Because the code is uniform, i.e, all vertex and fragment has same name conventions and core functions have all same params names we can easily replace ShaderForge generated code with our optimized one by replacing with MACROS.
In the picture you can see the MACROS and functions we made make the shader code really clean and lean. Plus, if we come up with a improvement they will all be replicated to all shaders.
You can also see the custom material editor and our error fallback shader in which I will discuss further in this presentation.
Here’s rough comparative of the results we got for the ground shader. We came from 90.50 ALU/Frag down to 71.
The fragments shaded were reduced by 45% accouting for a total of 64% in the fragment instructions.
Considering all shaders optimized for this scene, the total improvement was roughly 7ms.
As a further improvement in the shaders we came up with a fallback error shader. We came up with a few errors in the shaders. Some of them were related to features not supported in OpenGL 2.0 profiles like doing a vertex offset by sampling a texture in the vertex shader (with tex2dlod). In those cases, the shader was fallbacking to plain diffuse which was kind of hard to spot right on.

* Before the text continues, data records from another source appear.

//! Plugin attachment and the noclip movement plugin

pub mod attach;
pub mod handle;
pub mod host;
pub mod noclip;

pub use attach::{AttachError, AttachState, Attachment, DEFAULT_POLL_INTERVAL, MIN_POLL_INTERVAL};
pub use handle::{
    format_position, DisplaySink, EmulatorContext, FrameHook, FrameHookSlot, PluginHandle,
    SharedMemory,
};
pub use host::{PluginFactory, PluginHost, PluginList};
pub use noclip::NoclipController;
//! Configuration system tests
//!
//! Tests for config paths, overlay config, and binding file loading.

use std::time::Duration;

use plugin_canvas::config_paths;
use plugin_canvas::keymap::{load_bindings_file, parse_bindings_yaml, KeymapError, Modifiers};
use plugin_canvas::viewport::Qualifier;
use plugin_canvas::OverlayConfig;

// ========================================================================
// Config Paths Tests
// ========================================================================

#[test]
fn test_config_dir_contains_app_name() {
    if let Some(dir) = config_paths::config_dir() {
        assert!(dir.to_string_lossy().contains("plugin-canvas"));
    }
}

#[test]
fn test_config_file_ends_with_yaml() {
    if let Some(path) = config_paths::config_file() {
        assert!(path.to_string_lossy().ends_with("config.yaml"));
    }
}

#[test]
fn test_logs_dir_is_under_config_dir() {
    if let (Some(config), Some(logs)) = (config_paths::config_dir(), config_paths::logs_dir()) {
        assert!(logs.starts_with(config));
    }
}

// ========================================================================
// Overlay Config Tests
// ========================================================================

#[test]
fn test_missing_config_file_gives_defaults() {
    let dir = tempfile::tempdir().unwrap();
    let config = OverlayConfig::load_from(&dir.path().join("config.yaml"));
    assert_eq!(config, OverlayConfig::default());
}

#[test]
fn test_invalid_config_file_gives_defaults() {
    let dir = tempfile::tempdir().unwrap();
    let path = dir.path().join("config.yaml");
    std::fs::write(&path, "drag_qualifier: [hyper").unwrap();

    assert_eq!(OverlayConfig::load_from(&path), OverlayConfig::default());
}

#[test]
fn test_unknown_qualifier_gives_defaults() {
    let dir = tempfile::tempdir().unwrap();
    let path = dir.path().join("config.yaml");
    std::fs::write(&path, "drag_qualifier: hyper\n").unwrap();

    assert_eq!(OverlayConfig::load_from(&path).drag_qualifier, Qualifier::Ctrl);
}

#[test]
fn test_config_save_then_load() {
    let dir = tempfile::tempdir().unwrap();
    let path = dir.path().join("nested").join("config.yaml");
    let config = OverlayConfig {
        drag_qualifier: Qualifier::Meta,
        attach_poll_interval_ms: 250,
        bindings_file: Some(dir.path().join("bindings.yaml")),
    };

    config.save_to(&path).unwrap();
    let loaded = OverlayConfig::load_from(&path);

    assert_eq!(loaded, config);
    assert_eq!(loaded.poll_interval(), Duration::from_millis(250));
}

// ========================================================================
// Binding File Tests
// ========================================================================

#[test]
fn test_load_bindings_file_with_modifiers() {
    let dir = tempfile::tempdir().unwrap();
    let path = dir.path().join("bindings.yaml");
    std::fs::write(
        &path,
        r#"
bindings:
  - id: save
    action: Save
    key: S
    modifiers: { ctrl: true, shift: true }
  - id: unbound
    action: Not Bound Yet
"#,
    )
    .unwrap();

    let bindings = load_bindings_file(&path).unwrap();
    assert_eq!(bindings.len(), 2);

    let save = bindings[0].resolve();
    assert_eq!(save.combination.mods, Modifiers::CTRL | Modifiers::SHIFT);
    assert_eq!(save.display_string(), "Ctrl + Shift + S");
    assert!(!bindings[1].resolve().combination.is_set());
}

#[test]
fn test_missing_bindings_file_is_io_error() {
    let dir = tempfile::tempdir().unwrap();
    let err = load_bindings_file(&dir.path().join("nope.yaml")).unwrap_err();
    assert!(matches!(err, KeymapError::IoError(_)));
}

#[test]
fn test_duplicate_binding_ids_rejected() {
    let yaml = "bindings:\n  - { id: a, action: A }\n  - { id: a, action: Again }\n";
    assert!(matches!(
        parse_bindings_yaml(yaml),
        Err(KeymapError::DuplicateId(_))
    ));
}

We then created a fallback error shader to make it easily standout when a shader is not supported in our current configurations. That makes it really easy to standout from other shader problems.
Texture compression is important to improve bandwidth and improve power consuption.

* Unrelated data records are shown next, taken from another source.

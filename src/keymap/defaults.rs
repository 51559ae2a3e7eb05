//! Default binding configuration
//!
//! The bindings that ship with the overlay live in `bindings.yaml` at the
//! project root and are embedded at compile time. A user-supplied file,
//! either configured explicitly or found in the config directory, replaces
//! them entirely; binding changes made at runtime are never written back.

use std::path::Path;

use super::binding::BindingConfig;
use super::config::{load_bindings_file, parse_bindings_yaml};
use crate::plugin::noclip;

/// Default bindings YAML embedded at compile time
const DEFAULT_BINDINGS_YAML: &str = include_str!("../../bindings.yaml");

/// Load binding configs
///
/// Loading order:
/// 1. `path`, when given; otherwise the user's `bindings.yaml` in the
///    config directory, when it exists
/// 2. Embedded `bindings.yaml`
/// 3. Hardcoded noclip defaults
pub fn load_bindings(path: Option<&Path>) -> Vec<BindingConfig> {
    let user_file = match path {
        Some(path) => Some(path.to_path_buf()),
        None => crate::config_paths::bindings_file().filter(|p| p.exists()),
    };

    if let Some(path) = user_file {
        match load_bindings_file(&path) {
            Ok(bindings) => {
                tracing::info!(
                    "Loaded bindings from {} ({} bindings)",
                    path.display(),
                    bindings.len()
                );
                return bindings;
            }
            Err(e) => {
                tracing::warn!(
                    "Failed to load bindings from {}: {}, using defaults",
                    path.display(),
                    e
                );
            }
        }
    }

    default_bindings()
}

/// Bindings that ship with the overlay, ignoring any user file
pub fn default_bindings() -> Vec<BindingConfig> {
    match parse_bindings_yaml(DEFAULT_BINDINGS_YAML) {
        Ok(bindings) => {
            tracing::debug!("Loaded embedded default bindings ({} bindings)", bindings.len());
            bindings
        }
        Err(e) => {
            tracing::warn!(
                "Failed to parse embedded bindings: {}, using hardcoded defaults",
                e
            );
            noclip::default_bindings()
        }
    }
}
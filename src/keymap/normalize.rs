//! Normalization of raw key events into canonical key combinations
//!
//! Recorder and dispatch both go through [`normalize`], so a combination
//! captured while recording always compares equal to the same physical
//! keypress later on.

use super::types::{KeyCombination, KeyEvent};

/// Logical key names that only ever act as modifiers
const MODIFIER_KEYS: [&str; 4] = ["Control", "Shift", "Alt", "Meta"];

/// Physical codes with a dedicated short label
const NAMED_CODES: [(&str, &str); 14] = [
    ("Space", "Space"),
    ("Escape", "Esc"),
    ("Enter", "Enter"),
    ("Tab", "Tab"),
    ("ArrowUp", "↑"),
    ("ArrowDown", "↓"),
    ("ArrowLeft", "←"),
    ("ArrowRight", "→"),
    ("Backspace", "Backspace"),
    ("Delete", "Delete"),
    ("Home", "Home"),
    ("End", "End"),
    ("PageUp", "PageUp"),
    ("PageDown", "PageDown"),
];

/// Prefixes stripped from codes outside the named table
const CODE_PREFIXES: [&str; 4] = ["Key", "Digit", "Numpad", "Arrow"];

/// Returns true for a press of Control/Shift/Alt/Meta on its own
pub fn is_modifier_key(key: &str) -> bool {
    MODIFIER_KEYS.contains(&key)
}

/// Map a physical key code to its canonical label
///
/// `KeyS` → `S`, `Digit1` → `1`, `ArrowUp` → `↑`, `Escape` → `Esc`.
pub fn key_name(code: &str) -> String {
    if let Some((_, label)) = NAMED_CODES.iter().find(|(c, _)| *c == code) {
        return (*label).to_string();
    }

    let stripped = CODE_PREFIXES
        .iter()
        .find_map(|prefix| code.strip_prefix(prefix))
        .unwrap_or(code);
    stripped.to_uppercase()
}

/// Canonicalize a key label that may already be canonical
///
/// Labels from the named table are kept as-is; anything else is treated
/// as a code. Applying this twice yields the same result as applying it once.
pub fn canonical_label(label: &str) -> String {
    if NAMED_CODES.iter().any(|(_, l)| *l == label) {
        return label.to_string();
    }
    key_name(label)
}

/// Normalize a raw key-down event
///
/// Returns `None` for modifier-only presses and for codes with no
/// usable label (empty or bare prefix); callers waiting for a combination
/// should keep waiting.
pub fn normalize(event: &KeyEvent) -> Option<KeyCombination> {
    if is_modifier_key(&event.key) {
        return None;
    }

    let key = key_name(&event.code);
    if key.is_empty() {
        tracing::trace!(key = %event.key, code = %event.code, "Key event has no usable code");
        return None;
    }

    Some(KeyCombination {
        key,
        code: event.code.clone(),
        mods: event.mods,
    })
}

impl KeyCombination {
    /// Re-canonicalize the key label, keeping code and modifiers
    pub fn normalized(&self) -> KeyCombination {
        if !self.is_set() {
            return self.clone();
        }
        KeyCombination {
            key: canonical_label(&self.key),
            code: self.code.clone(),
            mods: self.mods,
        }
    }
}
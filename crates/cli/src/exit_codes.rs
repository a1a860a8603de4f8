//! CLI Exit Code Registry
//!
//! This is the single source of truth for all CLI exit codes.
//! Exit codes are part of the shell contract: scripts rely on them.
//!
//! # Exit Code Ranges
//!
//! | Code | Domain    | Description                                        |
//! |------|-----------|----------------------------------------------------|
//! | 0    | Universal | Success (mismatches reported, not failed)          |
//! | 1    | check     | Mismatches found and `fail_on_mismatch` is enabled |
//! | 2    | Universal | CLI usage error (bad args, no input path)          |
//! | 3-6  | check     | Input, parse, config and output failures           |
//!
//! # Adding New Exit Codes
//!
//! 1. Add the constant in the appropriate range
//! 2. Document what triggers it
//! 3. Update the table above
//! 4. Wire it into `recon_exit_code` or the relevant command

use avsaudit_recon::ReconError;

// =============================================================================
// Universal (0-2)
// =============================================================================

/// Success - both inputs loaded and the report was produced.
pub const EXIT_SUCCESS: u8 = 0;

/// Usage error - bad arguments, missing input path for a side.
/// Clap exits with the same code for its own parse failures.
pub const EXIT_USAGE: u8 = 2;

// =============================================================================
// Check (1, 3-9)
// =============================================================================

/// Mismatches found while `--fail-on-mismatch` / `policy.fail_on_mismatch` is set.
/// Like `diff(1)`, exit 1 means "inputs differ."
pub const EXIT_RECON_MISMATCH: u8 = 1;

/// An input file could not be opened or read.
pub const EXIT_RECON_INPUT_ACCESS: u8 = 3;

/// An input file is not a JSON array of record objects.
pub const EXIT_RECON_PARSE: u8 = 4;

/// Config file unreadable, unparsable, or failing validation.
pub const EXIT_RECON_INVALID_CONFIG: u8 = 5;

/// Report could not be serialized or written.
pub const EXIT_RECON_RUNTIME: u8 = 6;

/// Map an engine error to its exit code.
pub fn recon_exit_code(err: &ReconError) -> u8 {
    match err {
        ReconError::InputAccess { .. } => EXIT_RECON_INPUT_ACCESS,
        ReconError::Parse { .. } => EXIT_RECON_PARSE,
        ReconError::ConfigParse(_) | ReconError::ConfigValidation(_) => EXIT_RECON_INVALID_CONFIG,
    }
}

Blocky texture compression like ASTC, ETCn, DXTn, ATC and PVRTC are straighforward to GPUs and they don’t need to decompress it in order to read. However, the algorithms lose information when compress the texture (they are called lossy compression).
ASTC is a texture compression developed by ARM that has the advantage of a block texture compression speed without losing much of the texture quality. At the moment, Samsung’s Galaxy Note 4, Galaxy S6 and above support it. It is supported in Unity OpenGL 3 profile and for Android Lollipop Android devices.
Unlike other texture compression formats, ASTC supports different block compression configurations, allowing one to tweak tradeoff between performance and quality.
Here’s a comparative of ASTC4x4, ASTC6x6 and ETC2. It is important to notice that even ASTC 6x6 having a block size larger than ETC2 the quality of the compression is still much better.
This table showing the texture configuration we have for our most common assets. It’s also interesting to notice that ASTC4x4 provides the same size of ETC2 however with greater quality.